The Labour leader and former Prime Minister was asked about the Coalition Government's scrapping of his administration's controversial water reforms in favour of its own version.
"It became divisive because some political parties chose to play the race card over water issues which actually that's not what this should be about," he told AM.
"We've got water infrastructure in New Zealand that requires over $100 billion - potentially a magnitude more than that - of investment to get our basic water infrastructure functioning the way that it should."
This echoes comments from iwi leaders at the start of last year, where they claimed National and ACT - in Opposition at the time - were "fanning the flames of racism" with regards to Three Waters.
"The challenge now is, if they move away from the model that we had designed with the 10 water entities and with the Māori advisory component built into it... they're still going to have to find a way of recognising the Māori interest in water which has been established by the courts," Hipkins continued.
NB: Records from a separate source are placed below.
//! Framework version detection

use super::version::ApiVersion;
use crate::decl::MetaValue;
use crate::model::Environment;

/// One link of the version detection chain. The first provider that
/// returns a version wins.
pub trait ApiVersionProvider: Send + Sync {
    fn name(&self) -> &str;

    fn detect(&self, env: &Environment) -> Option<ApiVersion>;
}

/// Always reports the same version
#[derive(Debug, Clone)]
pub struct FixedVersionProvider {
    version: ApiVersion,
}

impl FixedVersionProvider {
    pub fn new(version: ApiVersion) -> Self {
        Self { version }
    }
}

impl ApiVersionProvider for FixedVersionProvider {
    fn name(&self) -> &str {
        "fixed"
    }

    fn detect(&self, _env: &Environment) -> Option<ApiVersion> {
        Some(self.version.clone())
    }
}

/// Reads the constant initializer of a field declared by the framework,
/// e.g. `public static final String VERSION = "22.0.3";`
#[derive(Debug, Clone)]
pub struct ConstantFieldVersionProvider {
    type_name: String,
    field_name: String,
}

impl ConstantFieldVersionProvider {
    pub fn new(type_name: impl Into<String>, field_name: impl Into<String>) -> Self {
        Self {
            type_name: type_name.into(),
            field_name: field_name.into(),
        }
    }
}

impl ApiVersionProvider for ConstantFieldVersionProvider {
    fn name(&self) -> &str {
        &self.type_name
    }

    fn detect(&self, env: &Environment) -> Option<ApiVersion> {
        let ty = env.resolve(&self.type_name)?;
        let field = ty.field(&self.field_name)?;
        match field.constant.as_ref()? {
            MetaValue::String(text) => ApiVersion::extract(text),
            MetaValue::Int(major) => u32::try_from(*major).ok().map(ApiVersion::from),
            other => {
                tracing::warn!(
                    r#type = %self.type_name,
                    field = %self.field_name,
                    kind = other.kind_name(),
                    "version constant is neither a string nor an int"
                );
                None
            }
        }
    }
}

type DetectFn = dyn Fn(&Environment) -> Option<ApiVersion> + Send + Sync;

/// Detection by closure
pub struct FnVersionProvider {
    name: String,
    detect: Box<DetectFn>,
}

impl FnVersionProvider {
    pub fn new<F>(name: impl Into<String>, detect: F) -> Self
    where
        F: Fn(&Environment) -> Option<ApiVersion> + Send + Sync + 'static,
    {
        Self {
            name: name.into(),
            detect: Box::new(detect),
        }
    }
}

impl ApiVersionProvider for FnVersionProvider {
    fn name(&self) -> &str {
        &self.name
    }

    fn detect(&self, env: &Environment) -> Option<ApiVersion> {
        (self.detect)(env)
    }
}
Prime Minister Christopher Luxon and his Coalition would "still have to answer that challenge", Hipkins said.
"I think, as many of the local mayors pointed out... it's now just going to take longer and cost more," the Labour leader said of the Government's new water reforms.
"My challenge to the current Government would be; if the previous Government has started building a house and the new Government comes along and says, 'Nah, we don't like that house anymore - we're going to demolish it' - who wasted the money? The Government who started to build the house or the Government who decided they were going to scrap it?"